Scientifically speaking, does beauty indicate design or un-design? The answer is this: there is no reason to expect random mutation and selection to produce beauty, and no particular reason for us to find certain things beautiful. Functional, yes. But the beauty we see does not necessarily correlate with safety or suitability for eating or mating. It has no particular survival value. Instead, beauty is a lovely surprise that points toward the transcendent Something that is the source of beauty.
The second aspect of the world that Lewis believed could not be adequately explained within a naturalistic framework is morality. Here's Gauger:
As [Lewis] observed, when people quarrel, they often appeal to moral standards: “You promised,” or “You shouldn’t treat people that way.” They appeal to these standards expecting to be understood.

Where does our sense of right and wrong come from? Or even our belief that there is such a thing as right or wrong?

There are certain acts that are universally acknowledged to be morally wrong, such as the killing of innocent human beings. Where does such objective certainty come from? If someone says, “Well, we evolved that view,” then there is no reason to suppose it has any basis in objective truth. Any moral view selected for its survival value loses any claim to objective truth. Should it not be just as moral, if not more so, to kill innocent humans if it benefits you, under that scenario?

On the other hand, if we concede that we didn’t evolve morality, a lot of people then default to the position that there is no objective basis for morality. We must define it for ourselves. Why, then, do most people still choose to adopt the moral precept that it is wrong to kill innocent human beings?

All this argues for the objective reality of moral values, and for our innate sense of them, sometimes called the natural law. And the existence of objective moral law points toward a designer who set this law into our hearts.
Lewis' third point is the existence of human reason. Gauger explains:
The fact that we reason at all, and that our reason corresponds with reality, is a remarkable thing. Have you never thought that it should be surprising that our minds are capable of probing the deep things of the universe, and that the universe is constructed in such a way as to be discoverable? That it should be founded on laws that we can grasp and that surprisingly find a match with our abstract mathematics?

Ape brains that evolved to hunt prey and run from lions should not be expected to do higher-order mathematics or particle physics. Yet our brains are fitted for the task, as deep as we need to go. Our brains and our abilities go so far beyond what survival requires that no evolutionary explanation could possibly account for the things we can do.

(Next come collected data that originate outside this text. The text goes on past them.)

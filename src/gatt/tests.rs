use std::sync::Arc;

use crate::config::{Config, ResponsePolicy};
use crate::dev::DeviceTable;
use crate::event::{ClientEvent, Events, GattEvent, PeripheralEvent, ServerEvent, Sink};
use crate::fake::{Call, FakeAdapter};
use crate::platform::Adapter;
use crate::state::StateCell;
use crate::{uuid16, ConnState, DeviceId, PeripheralState, Uuid};

use super::*;

const fn u(v: u16) -> Uuid {
    uuid16(v).as_uuid()
}

/// Server and mirror engines wired to a fake platform.
struct Harness {
    a: Arc<FakeAdapter>,
    cfg: Config,
    devs: DeviceTable,
    sink: Sink,
    events: Events,
    srv: Server,
}

impl Harness {
    fn new(cfg: Config) -> Self {
        let (sink, events) = Sink::new(Arc::new(StateCell::default()));
        Self {
            a: FakeAdapter::new(),
            cfg,
            devs: DeviceTable::default(),
            sink,
            events,
            srv: Server::default(),
        }
    }

    /// Creates a harness with an open server exposing characteristic 0xA1
    /// (read/write/notify) and 0xA2 (indicate).
    fn open(cfg: Config) -> Self {
        let mut h = Self::new(cfg);
        let svc = ServiceDef::new(
            u(0x180F),
            ServiceKind::Primary,
            vec![
                CharacteristicDef::new(
                    u(0xA1),
                    CharProps::READ | CharProps::WRITE | CharProps::NOTIFY,
                    Perms::READ | Perms::WRITE,
                ),
                CharacteristicDef::new(u(0xA2), CharProps::READ | CharProps::INDICATE, Perms::READ),
            ],
        );
        let link = h.a.open_server(&svc).unwrap();
        h.srv.open(svc, link).unwrap();
        h.a.take();
        h
    }

    fn with<T>(&mut self, f: impl FnOnce(&mut Server, &mut Ctx<'_>) -> T) -> T {
        let mut cx = Ctx {
            adapter: &*self.a,
            cfg: &self.cfg,
            devs: &mut self.devs,
            sink: &self.sink,
        };
        f(&mut self.srv, &mut cx)
    }

    fn server(&mut self, e: ServerEvent) {
        self.with(|s, cx| s.handle(cx, e));
    }

    fn client(&mut self, e: ClientEvent) {
        self.with(|_, cx| Mirror::handle(cx, e));
    }

    fn connect(&mut self, dev: &DeviceId, status: Status, new_state: ConnState) {
        self.server(ServerEvent::ConnectionStateChange {
            device: dev.clone(),
            name: None,
            status,
            new_state,
        });
    }

    fn read(&mut self, dev: &DeviceId, id: i32, char: Uuid, offset: u16) {
        self.server(ServerEvent::CharacteristicReadRequest {
            device: dev.clone(),
            request_id: RequestId(id),
            offset,
            characteristic: char,
        });
    }

    fn write(&mut self, dev: &DeviceId, id: i32, char: Uuid, offset: u16, v: &[u8]) {
        self.server(ServerEvent::CharacteristicWriteRequest {
            device: dev.clone(),
            request_id: RequestId(id),
            characteristic: char,
            prepared_write: false,
            response_needed: true,
            offset,
            value: v.to_vec(),
        });
    }

    fn mirror(&self, dev: &DeviceId) -> Option<&Mirror> {
        self.devs.get(dev)?.mirror.as_ref()
    }

    fn gatt(&mut self) -> Vec<GattEvent> {
        (self.events.drain().into_iter())
            .filter_map(|e| match e {
                PeripheralEvent::Gatt(e) => Some(e),
                PeripheralEvent::StateChanged(_) => None,
            })
            .collect()
    }
}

If evolution is all there is, then rationality hasn’t got a leg to stand on. Natural selection may favor the fastest or strongest or most fertile, but it doesn’t care about syllogisms or propositions or inferences. And if all we have is an evolved feeling that our minds are trustworthy, then our minds aren’t trustworthy.
She quotes Lewis:
All possible knowledge . . . depends on the validity of reasoning. If the feeling of certainty which we express by words like must be and therefore and since is a real perception of how things outside our own minds really “must” be, well and good. But if this certainty is merely a feeling in our own minds and not a genuine insight into realities beyond them — if it merely represents the way our minds happen to work — then we can have no knowledge. Unless human reasoning is valid no science can be true.
Her argument is that "naturalism has cut itself off at the knees." She adds that,
Naturalism depends on the idea that science has discovered the truth about the world — what the world really is — namely, that it is nothing but matter and energy, particles in motion, and neurons firing, with consciousness an epiphenomenon and free will an illusion. But see — on what basis do they claim to know? Science is supposed to be a logical enterprise that interrogates the natural world and discovers its hidden reality using reason and logic, which naturalism cannot justify as being reliable.
Just so. We can add to what Gauger wrote the words of atheist philosopher John Gray who stated that,
Modern [naturalism] is the faith that through science humankind can know the truth and so be free. But if Darwin's theory of natural selection is true this is impossible. The human mind serves evolutionary success, not truth.
And in his book On Miracles Lewis wrote this:
Supposing there was no intelligence behind the universe, no Creative Mind. In that case, nobody designed my brain for the purpose of thinking. It is merely that when atoms inside my skull happen, for physical or chemical reasons, to arrange themselves in a certain way, this gives me, as a by-product, the sensation I call thought. But, if so, how can I trust my own thinking to be true?.... Unless I believe in God, I cannot believe in thought: so I can never use thought to disbelieve in God.
It's a marvel that a worldview, naturalism, that's so intellectually thin would nevertheless be so attractive to so many intelligent people.